## EXERCISE DIRECTIONS
Within the listing below, show every line that contains the word "Environment".

## WORKING DATA
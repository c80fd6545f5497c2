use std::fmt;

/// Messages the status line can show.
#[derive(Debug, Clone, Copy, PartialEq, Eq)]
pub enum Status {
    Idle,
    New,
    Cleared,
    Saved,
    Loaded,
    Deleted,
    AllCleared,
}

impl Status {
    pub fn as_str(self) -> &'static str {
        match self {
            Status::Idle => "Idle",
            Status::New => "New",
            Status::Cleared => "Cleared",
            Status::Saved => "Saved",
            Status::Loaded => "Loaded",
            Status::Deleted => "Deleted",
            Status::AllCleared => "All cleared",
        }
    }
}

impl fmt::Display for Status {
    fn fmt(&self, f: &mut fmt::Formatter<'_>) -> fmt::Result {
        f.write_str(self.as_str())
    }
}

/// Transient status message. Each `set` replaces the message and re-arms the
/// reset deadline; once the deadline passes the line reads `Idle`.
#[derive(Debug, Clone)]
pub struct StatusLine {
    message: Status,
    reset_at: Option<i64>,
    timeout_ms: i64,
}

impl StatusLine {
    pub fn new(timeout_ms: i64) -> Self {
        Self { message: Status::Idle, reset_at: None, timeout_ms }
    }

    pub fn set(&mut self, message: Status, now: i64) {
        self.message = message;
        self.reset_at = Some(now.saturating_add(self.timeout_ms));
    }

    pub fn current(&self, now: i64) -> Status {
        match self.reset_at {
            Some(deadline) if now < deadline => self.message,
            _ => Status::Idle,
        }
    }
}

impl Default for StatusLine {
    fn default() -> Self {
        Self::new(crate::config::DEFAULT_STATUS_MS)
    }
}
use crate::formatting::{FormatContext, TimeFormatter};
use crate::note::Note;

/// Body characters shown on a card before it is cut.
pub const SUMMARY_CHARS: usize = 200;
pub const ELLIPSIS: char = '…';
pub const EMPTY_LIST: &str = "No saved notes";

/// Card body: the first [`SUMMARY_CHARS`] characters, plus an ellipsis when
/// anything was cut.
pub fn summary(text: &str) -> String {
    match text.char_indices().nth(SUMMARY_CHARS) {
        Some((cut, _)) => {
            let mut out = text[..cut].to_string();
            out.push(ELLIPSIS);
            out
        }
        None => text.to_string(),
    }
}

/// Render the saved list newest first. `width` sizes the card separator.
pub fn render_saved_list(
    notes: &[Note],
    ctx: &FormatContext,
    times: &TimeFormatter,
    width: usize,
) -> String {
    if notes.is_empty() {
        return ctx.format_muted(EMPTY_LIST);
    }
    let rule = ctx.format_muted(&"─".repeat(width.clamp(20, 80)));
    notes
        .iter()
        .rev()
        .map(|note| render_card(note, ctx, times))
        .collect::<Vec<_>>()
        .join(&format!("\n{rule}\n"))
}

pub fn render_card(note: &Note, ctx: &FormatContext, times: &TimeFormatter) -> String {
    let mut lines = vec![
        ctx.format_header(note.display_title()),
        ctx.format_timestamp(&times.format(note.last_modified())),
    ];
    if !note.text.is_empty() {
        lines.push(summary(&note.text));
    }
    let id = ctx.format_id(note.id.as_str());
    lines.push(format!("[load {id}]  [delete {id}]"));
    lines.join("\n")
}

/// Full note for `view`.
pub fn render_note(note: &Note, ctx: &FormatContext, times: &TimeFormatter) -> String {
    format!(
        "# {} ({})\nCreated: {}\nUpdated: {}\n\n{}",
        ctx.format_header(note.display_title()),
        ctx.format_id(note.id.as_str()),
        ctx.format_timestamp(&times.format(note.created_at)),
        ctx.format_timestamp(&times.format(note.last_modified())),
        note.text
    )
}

...

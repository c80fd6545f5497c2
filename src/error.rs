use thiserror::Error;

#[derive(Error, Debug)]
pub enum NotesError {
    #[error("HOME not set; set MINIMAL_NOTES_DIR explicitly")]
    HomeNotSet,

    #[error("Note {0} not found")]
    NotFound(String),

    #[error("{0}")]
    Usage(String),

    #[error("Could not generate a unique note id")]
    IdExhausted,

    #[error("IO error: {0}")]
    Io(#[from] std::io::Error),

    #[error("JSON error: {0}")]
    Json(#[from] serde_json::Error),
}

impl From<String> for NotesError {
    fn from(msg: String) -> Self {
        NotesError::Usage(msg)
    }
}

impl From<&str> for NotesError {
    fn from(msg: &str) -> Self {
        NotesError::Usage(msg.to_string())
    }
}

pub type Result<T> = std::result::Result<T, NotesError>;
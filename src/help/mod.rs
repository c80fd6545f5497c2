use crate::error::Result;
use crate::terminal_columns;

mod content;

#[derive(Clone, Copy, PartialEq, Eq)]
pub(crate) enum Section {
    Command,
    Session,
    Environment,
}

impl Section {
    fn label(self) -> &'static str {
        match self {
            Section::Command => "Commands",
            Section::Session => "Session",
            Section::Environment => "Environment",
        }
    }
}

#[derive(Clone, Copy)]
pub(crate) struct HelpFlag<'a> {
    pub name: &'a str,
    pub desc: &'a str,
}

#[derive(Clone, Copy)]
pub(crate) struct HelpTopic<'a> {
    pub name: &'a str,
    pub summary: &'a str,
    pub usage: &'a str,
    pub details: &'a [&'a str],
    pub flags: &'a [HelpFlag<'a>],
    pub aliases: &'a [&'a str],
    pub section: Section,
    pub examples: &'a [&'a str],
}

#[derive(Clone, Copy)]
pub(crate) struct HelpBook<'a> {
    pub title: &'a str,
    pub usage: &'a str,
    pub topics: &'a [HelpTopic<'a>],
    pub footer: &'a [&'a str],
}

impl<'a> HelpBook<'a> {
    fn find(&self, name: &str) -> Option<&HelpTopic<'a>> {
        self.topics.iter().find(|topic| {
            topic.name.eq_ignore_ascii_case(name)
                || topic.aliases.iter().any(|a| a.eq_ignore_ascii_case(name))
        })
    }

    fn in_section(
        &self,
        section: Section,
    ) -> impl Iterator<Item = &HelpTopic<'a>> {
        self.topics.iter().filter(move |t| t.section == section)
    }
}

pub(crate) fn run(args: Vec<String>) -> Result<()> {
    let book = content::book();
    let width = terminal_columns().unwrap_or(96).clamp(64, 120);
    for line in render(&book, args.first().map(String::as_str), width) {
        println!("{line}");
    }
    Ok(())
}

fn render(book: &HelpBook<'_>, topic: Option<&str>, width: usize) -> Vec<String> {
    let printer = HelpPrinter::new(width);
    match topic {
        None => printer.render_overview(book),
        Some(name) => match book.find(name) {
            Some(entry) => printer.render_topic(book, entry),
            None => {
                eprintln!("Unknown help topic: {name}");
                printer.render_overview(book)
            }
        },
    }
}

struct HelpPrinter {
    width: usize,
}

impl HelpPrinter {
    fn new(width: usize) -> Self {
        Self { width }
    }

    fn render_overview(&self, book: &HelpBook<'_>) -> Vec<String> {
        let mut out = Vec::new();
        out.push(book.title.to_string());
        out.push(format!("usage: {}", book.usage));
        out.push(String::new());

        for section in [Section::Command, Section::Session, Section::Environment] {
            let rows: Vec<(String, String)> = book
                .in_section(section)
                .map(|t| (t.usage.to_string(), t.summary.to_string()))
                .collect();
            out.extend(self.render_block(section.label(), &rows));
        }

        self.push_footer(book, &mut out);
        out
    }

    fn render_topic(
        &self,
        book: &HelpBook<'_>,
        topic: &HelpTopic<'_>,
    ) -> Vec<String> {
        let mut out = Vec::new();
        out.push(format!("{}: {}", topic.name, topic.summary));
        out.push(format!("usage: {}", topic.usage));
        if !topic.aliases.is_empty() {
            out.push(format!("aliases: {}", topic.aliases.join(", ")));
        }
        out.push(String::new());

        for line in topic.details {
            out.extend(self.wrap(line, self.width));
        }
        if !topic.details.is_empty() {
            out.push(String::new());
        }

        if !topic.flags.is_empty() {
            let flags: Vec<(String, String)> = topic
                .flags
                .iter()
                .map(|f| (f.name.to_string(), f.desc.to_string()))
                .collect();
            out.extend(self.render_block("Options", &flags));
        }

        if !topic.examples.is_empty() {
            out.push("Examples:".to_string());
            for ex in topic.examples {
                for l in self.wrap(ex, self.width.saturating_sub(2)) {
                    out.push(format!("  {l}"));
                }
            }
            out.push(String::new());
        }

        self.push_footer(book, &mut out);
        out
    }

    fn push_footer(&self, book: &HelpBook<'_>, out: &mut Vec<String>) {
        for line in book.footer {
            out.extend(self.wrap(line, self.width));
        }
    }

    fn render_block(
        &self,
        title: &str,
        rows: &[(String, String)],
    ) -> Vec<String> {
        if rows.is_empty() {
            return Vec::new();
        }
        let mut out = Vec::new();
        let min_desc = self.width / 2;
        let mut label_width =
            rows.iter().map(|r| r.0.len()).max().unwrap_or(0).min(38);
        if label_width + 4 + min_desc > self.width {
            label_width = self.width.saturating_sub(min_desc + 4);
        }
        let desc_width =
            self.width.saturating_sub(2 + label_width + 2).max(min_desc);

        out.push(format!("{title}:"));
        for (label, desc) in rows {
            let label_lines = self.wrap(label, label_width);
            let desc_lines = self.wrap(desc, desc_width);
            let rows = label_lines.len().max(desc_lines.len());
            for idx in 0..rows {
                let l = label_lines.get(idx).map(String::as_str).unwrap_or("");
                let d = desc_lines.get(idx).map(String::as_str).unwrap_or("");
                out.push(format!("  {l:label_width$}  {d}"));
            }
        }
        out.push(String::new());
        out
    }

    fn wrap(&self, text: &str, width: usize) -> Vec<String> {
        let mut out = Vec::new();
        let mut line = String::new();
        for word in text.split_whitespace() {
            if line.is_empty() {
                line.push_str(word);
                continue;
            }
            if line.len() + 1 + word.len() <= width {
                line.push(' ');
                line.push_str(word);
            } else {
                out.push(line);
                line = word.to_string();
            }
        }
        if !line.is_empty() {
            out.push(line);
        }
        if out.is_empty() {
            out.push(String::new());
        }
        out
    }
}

## ANSWER TO THIS PROBLEM
    Environment,
            Section::Environment => "Environment",
        for section in [Section::Command, Section::Session, Section::Environment] {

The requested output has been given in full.